═════ Materials provided ═════

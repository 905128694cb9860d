//! Centralized default constants for the larder system.
//!
//! **This module is the single source of truth** for shared default
//! values. Crates reference these constants instead of defining their own
//! magic numbers. The `fn` helpers exist for serde `default = "..."`
//! attributes on wire-facing types.

use crate::migrate::CURRENT_SCHEMA_VERSION;

// =============================================================================
// PROFILE
// =============================================================================

/// Default profile display name.
pub const PROFILE_NAME: &str = "我的食堂";

/// Default profile avatar glyph.
pub const PROFILE_AVATAR: &str = "🐧";

/// Default profile tagline.
pub const PROFILE_TAGLINE: &str = "今天也要好好吃饭";

/// Default home-screen title.
pub const TITLE_HOME: &str = "企鹅食堂";

/// Default planner title.
pub const TITLE_PLANNER: &str = "饮食计划";

/// Default planner subtitle.
pub const TITLE_PLANNER_SUBTITLE: &str = "Meal Planner";

/// Default shopping-list title.
pub const TITLE_SHOPPING: &str = "购物清单";

// =============================================================================
// HOUSEHOLD
// =============================================================================

/// Length of a generated join code.
pub const JOIN_CODE_LENGTH: usize = 6;

/// Alphabet a join code is drawn from. Uppercase alphanumerics only, so
/// codes survive being read aloud or typed on a phone keyboard.
pub const JOIN_CODE_ALPHABET: &[u8] = b"ABCDEFGHIJKLMNOPQRSTUVWXYZ0123456789";

// =============================================================================
// SYNC
// =============================================================================

/// Buffered capacity of a change feed before the listener applies
/// backpressure.
pub const CHANGE_FEED_CAPACITY: usize = 32;

/// Additional attempts for a failed remote upsert. Upserts are idempotent
/// full-row replaces, so retrying cannot duplicate data.
pub const UPSERT_MAX_RETRIES: u32 = 2;

// =============================================================================
// SERDE DEFAULT HELPERS
// =============================================================================

pub fn profile_tagline() -> String {
    PROFILE_TAGLINE.to_string()
}

pub fn title_home() -> String {
    TITLE_HOME.to_string()
}

pub fn title_planner() -> String {
    TITLE_PLANNER.to_string()
}

pub fn title_planner_subtitle() -> String {
    TITLE_PLANNER_SUBTITLE.to_string()
}

pub fn title_shopping() -> String {
    TITLE_SHOPPING.to_string()
}

pub fn schema_version() -> u32 {
    CURRENT_SCHEMA_VERSION
}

═════

### Exercise description
What is the number of lines in the listing that include "usize"? Answer with that number only.

### Written answer
2